# Step Potential

1. Nov 18, 2004

### UpQuark

Ok, I am need of some serious help here. ,I don't want an answer just some guidance.
In the attachment you'll see a diagram of a step potential. The partical is travelling from the left. There is nothing incident from the right. We need to find the probability current density in region 2 in terms of V1, V2, a, E, m, and the incident probability current density.

What I have (hopefully correctly so far) is that we need seven equations to find the seven variables.

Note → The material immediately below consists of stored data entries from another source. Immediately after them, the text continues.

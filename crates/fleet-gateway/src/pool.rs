//! Keyed registry of managed connections, one per node.

use std::collections::HashMap;
use std::sync::Arc;
use tokio::sync::RwLock;
use tracing::{debug, info};

use crate::connection::ManagedConnection;
use crate::error::GatewayError;
use crate::transport::{DaemonConnector, GrpcConnector};

/// Concurrency-safe registry mapping node ids to their managed
/// connections.
///
/// The map is owned by the pool instance, never process-wide, so
/// independent pools (e.g. in tests) cannot interfere with each other.
/// Reads run concurrently under the shared lock; structural writes take
/// the exclusive lock and re-validate to avoid duplicate construction.
pub struct ConnectionPool {
    connector: Arc<dyn DaemonConnector>,
    clients: RwLock<HashMap<String, Arc<ManagedConnection>>>,
}

impl ConnectionPool {
    /// Pool dialing real gRPC channels with the fixed keepalive policy.
    pub fn new() -> Self {
        Self::with_connector(Arc::new(GrpcConnector))
    }

    /// Pool with an injected connector (fake transports in tests).
    pub fn with_connector(connector: Arc<dyn DaemonConnector>) -> Self {
        Self {
            connector,
            clients: RwLock::new(HashMap::new()),
        }
    }

    /// Get the connection for a node, creating it on first use.
    ///
    /// Repeated calls with the same node id return the same instance
    /// until it is explicitly closed, and construction happens at most
    /// once per node even under concurrent first-time callers.
    pub async fn get_client(
        &self,
        node_id: &str,
        address: &str,
    ) -> Result<Arc<ManagedConnection>, GatewayError> {
        if node_id.is_empty() {
            return Err(GatewayError::InvalidArgument(
                "node id is required".to_string(),
            ));
        }
        if address.is_empty() {
            return Err(GatewayError::InvalidArgument(
                "address is required".to_string(),
            ));
        }

        // Fast path under the shared lock.
        {
            let clients = self.clients.read().await;
            if let Some(client) = clients.get(node_id) {
                return Ok(client.clone());
            }
        }

        let mut clients = self.clients.write().await;

        // Re-check: another caller may have created the entry while the
        // write lock was being acquired.
        if let Some(client) = clients.get(node_id) {
            return Ok(client.clone());
        }

        let client = Arc::new(ManagedConnection::new(
            node_id,
            address,
            self.connector.clone(),
        )?);
        clients.insert(node_id.to_string(), client.clone());

        info!(
            "created daemon connection for node {} at {}",
            node_id, address
        );
        Ok(client)
    }

    /// Close and remove one entry. A no-op, not an error, when absent.
    pub async fn close_client(&self, node_id: &str) {
        let removed = self.clients.write().await.remove(node_id);
        match removed {
            Some(client) => {
                client.close().await;
                info!("closed daemon connection for node {}", node_id);
            }
            None => debug!("no daemon connection to close for node {}", node_id),
        }
    }

    /// Close and remove every entry. Later `get_client` calls rebuild
    /// fresh entries; a caller racing a shutdown may observe one, which
    /// is accepted since each connection is independently valid.
    pub async fn close_all(&self) {
        let drained: Vec<_> = {
            let mut clients = self.clients.write().await;
            clients.drain().collect()
        };
        for (_, client) in &drained {
            client.close().await;
        }
        info!("closed all {} daemon connections", drained.len());
    }

    /// Number of live entries.
    pub async fn len(&self) -> usize {
        self.clients.read().await.len()
    }

    pub async fn is_empty(&self) -> bool {
        self.clients.read().await.is_empty()
    }
}

impl Default for ConnectionPool {
    fn default() -> Self {
        Self::new()
    }
}

#[cfg(test)]
mod tests {
    use super::*;
    use crate::testing::FakeConnector;

    fn pool() -> (Arc<FakeConnector>, ConnectionPool) {
        let connector = Arc::new(FakeConnector::new());
        let pool = ConnectionPool::with_connector(connector.clone());
        (connector, pool)
    }

    #[tokio::test]
    async fn test_get_client_rejects_empty_arguments() {
        let (_, pool) = pool();
        assert!(matches!(
            pool.get_client("", "10.0.0.5:9091").await,
            Err(GatewayError::InvalidArgument(_))
        ));
        assert!(matches!(
            pool.get_client("node-1", "").await,
            Err(GatewayError::InvalidArgument(_))
        ));
        assert!(pool.is_empty().await);
    }

    #[tokio::test]
    async fn test_same_node_returns_same_instance() {
        let (_, pool) = pool();
        let first = pool.get_client("node-1", "10.0.0.5:9091").await.unwrap();
        let second = pool.get_client("node-1", "10.0.0.5:9091").await.unwrap();
        assert!(Arc::ptr_eq(&first, &second));
        assert_eq!(pool.len().await, 1);
    }

    #[tokio::test]
    async fn test_close_client_then_fresh_instance() {
        let (_, pool) = pool();
        let first = pool.get_client("node-1", "10.0.0.5:9091").await.unwrap();
        pool.close_client("node-1").await;
        let second = pool.get_client("node-1", "10.0.0.5:9091").await.unwrap();
        assert!(!Arc::ptr_eq(&first, &second));
    }

    #[tokio::test]
    async fn test_close_absent_client_is_noop() {
        let (_, pool) = pool();
        pool.close_client("nobody").await;
        assert!(pool.is_empty().await);
    }

    #[tokio::test]
    async fn test_close_all_allows_rebuild() {
        let (_, pool) = pool();
        pool.get_client("node-1", "10.0.0.5:9091").await.unwrap();
        pool.get_client("node-2", "10.0.0.6:9091").await.unwrap();
        assert_eq!(pool.len().await, 2);

        pool.close_all().await;
        assert!(pool.is_empty().await);

        pool.get_client("node-1", "10.0.0.5:9091").await.unwrap();
        assert_eq!(pool.len().await, 1);
    }

    #[tokio::test]
    async fn test_concurrent_get_client_constructs_once() {
        let (connector, pool) = pool();
        let pool = Arc::new(pool);

        let mut handles = Vec::new();
        for _ in 0..16 {
            let pool = pool.clone();
            handles.push(tokio::spawn(async move {
                pool.get_client("node-1", "10.0.0.5:9091").await.unwrap()
            }));
        }

        let mut clients = Vec::new();
        for handle in handles {
            clients.push(handle.await.unwrap());
        }

        for client in &clients[1..] {
            assert!(Arc::ptr_eq(&clients[0], client));
        }
        assert_eq!(pool.len().await, 1);

        // One shared connection dials exactly once when first used.
        clients[0].list_agents().await.unwrap();
        clients[1].list_agents().await.unwrap();
        assert_eq!(connector.dials(), 1);
    }
}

Simplified I've come up with,
K1=sqrt(2mE)/(hbar)
K2=sqrt(2m(E+V1))/(hbar)
K3=sqrt(2m(E-V2))/(hbar)

psi(x)=Aexp(i(K1)x) + Bexp(-i(K1)x) from negative infinity to zero
psi(x)=Cexp(i(K2)x) + Dexp(-i(K2)x) from zero to a
psi(x)=Eexp(i(K3)x) + Fexp(-i(K3)x) from a to infinity
also note that the scattering matrix is
S(Energy)=Aexp(i(K1)x) - Dexp(-i(K2)x) - Fexp(-i(K3)x) from a to infinity

Setting the derivatives from either side equal and setting up to solve the constants we find,

K1(A-B)=K2(C-D)
C(K2)exp(i(K2)a)=E(K3)exp(i(K3)a) - F(K3)exp(-1(K3)a)
A-D-F=AS(Energy)
E(K3)exp(i(K3)a) - F(K3)exp(-i(K3)a)=AS(Energy)(K1)exp(i(K1)a)
S(Energy)=Aexp(i(K1)a) - Dexp(-i(K2)a) - Fexp(-i(K3)a)

those I'm pretty sure of, except maybe in third and fifth equations adding in the B term..... not sure though..... and lastly, the ones that I keep changing my mind over,
A-B=C+D
C-D=E+F

should that read A+B=C and C+D=E? perhaps, but it seems that the transmission coefficient minus the reflection coefficient of one region should equal the transmission coefficient for the next.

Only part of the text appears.